E invece no. Settembre 2014: Buonanno prende la parola all’Europarlamento e rivolgendosi al commissario finlandese Kaitanen si produce in una battuta che sarebbe sembrata scadente anche al Bagaglino: “Forse lei è abituato a parlare con i suoi connazionali. Faccio un esempio: un noto pilota finlandese di Formula Uno, mi sembra che si chiami ‘Rikkionen’, che guadagna milioni di euro”.

Niente, ennesima figura barbina a livello continentale, rincarata qualche giorno dopo ancora una volta ospite de La Zanzara su Radio24, e ancora una volta sul suo cavallo di battaglia, i gay: “A Borgosesia (città di cui Buonanno è sindaco, ndr) ci saranno una decina di gay, ma può darsi che siano aumentati.

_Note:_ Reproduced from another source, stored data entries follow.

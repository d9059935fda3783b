//! Prelude module for common re-exports.
//!
//! ```rust
//! use rocker_common::prelude::*;
//! ```

// ─── Logging ────────────────────────────────────────────────────────
pub use crate::config::LogLevel;

// ─── Configuration ──────────────────────────────────────────────────
pub use crate::config::{
    AxisConfig, ClosedLoopConfig, ConfigError, ConfigLoader, CoolStepConfig, MachineConfig,
    ModuleConfig, MotorConfig,
};
pub use crate::params::{Access, AxisParam, GlobalParam, ParamGroup};

// ─── System Constants ───────────────────────────────────────────────
pub use crate::consts::{MAX_AXES, MAX_FRAMES_PER_TICK};

// ─── Axis & State ───────────────────────────────────────────────────
pub use crate::axis::AxisId;
pub use crate::state::ClosedLoopState;

// ─── Protocol ───────────────────────────────────────────────────────
pub use crate::error::{DispatchError, DriverFlags, ProtocolError, TransportError};
pub use crate::protocol::{BusFrame, Datagram, Instruction, Reply, Request, Status, WireFrame};

// ─── Hardware ───────────────────────────────────────────────────────
pub use crate::hal::{AxisOutput, AxisSample, Heartbeat, MonotonicClock, MotionCommand, MotorDriver};
//! Encoder to microstep conversion.
//!
//! ```text
//! microsteps = (counts + encoder_offset) × motor_resolution × 2^microstep_resolution
//!              × gear_ratio / encoder_resolution + closed_loop_position_offset
//! ```
//!
//! Velocity uses the same scale without the offsets.

use rocker_common::config::AxisConfig;

/// Scale factors of one axis, extracted from its configuration.
#[derive(Debug, Clone, Copy, PartialEq, Eq)]
pub struct EncoderScale {
    /// Microsteps per revolution × gear ratio.
    numerator: i64,
    /// Encoder counts per revolution.
    denominator: i64,
    encoder_offset: i32,
    position_offset: i32,
}

impl EncoderScale {
    pub fn from_config(cfg: &AxisConfig) -> Self {
        Self {
            numerator: cfg.motor.microsteps_per_rev() * cfg.cool_step.gear_ratio.max(1) as i64,
            denominator: cfg.motor.encoder_resolution.max(1) as i64,
            encoder_offset: cfg.cool_step.encoder_offset,
            position_offset: cfg.cool_step.closed_loop_position_offset,
        }
    }

    /// Raw counts including the encoder offset.
    #[inline]
    pub fn counts(&self, raw: i32) -> i32 {
        raw.wrapping_add(self.encoder_offset)
    }

    /// Measured position [microsteps].
    #[inline]
    pub fn position(&self, raw: i32) -> i32 {
        let scaled = self.counts(raw) as i64 * self.numerator / self.denominator;
        saturate(scaled + self.position_offset as i64)
    }

    /// Measured velocity [microsteps/s] from counts/s.
    #[inline]
    pub fn velocity(&self, counts_per_s: i32) -> i32 {
        saturate(counts_per_s as i64 * self.numerator / self.denominator)
    }

    /// Inverse of [`EncoderScale::position`] for a plant model; rounds toward zero.
    #[inline]
    pub fn counts_for_position(&self, microsteps: i32) -> i32 {
        let unscaled = (microsteps as i64 - self.position_offset as i64) * self.denominator
            / self.numerator.max(1);
        saturate(unscaled - self.encoder_offset as i64)
    }

    /// Inverse of [`EncoderScale::velocity`].
    #[inline]
    pub fn counts_for_velocity(&self, velocity: i32) -> i32 {
        saturate(velocity as i64 * self.denominator / self.numerator.max(1))
    }
}

#[inline]
fn saturate(v: i64) -> i32 {
    v.clamp(i32::MIN as i64, i32::MAX as i64) as i32
}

Fosse per me li schederei. Visto che vogliono pubblicizzare il loro amore, segniamoli su un registro. Se mi chiedessero di celebrare nozze gay nel comune dove sono sindaco, direi che è meglio che si facciano un TSO. Al massimo offro ai gay una banana. O un’insalata di finocchio”. Game, set, match.

E allora non c’è nemmeno da stupirsi più di tanto se un soggetto simile va in tv a dire che i rom sono la feccia della società. Il problema, piuttosto, è che qualcuno ancora continui a invitarlo per cercare la facile polemica, lo scontro da pollaio televisivo. Ma quando il giorno dopo vedi che il suddetto pollaio ha fatto il 3,2% di share, allora ti torna un minimo di speranza. Perché c’è un limite al fondo del barile che si può raschiare in televisione. Un limite che, per convenzione e comodità, propongo di fissare a Daniela Santanchè. Più in basso no, per carità.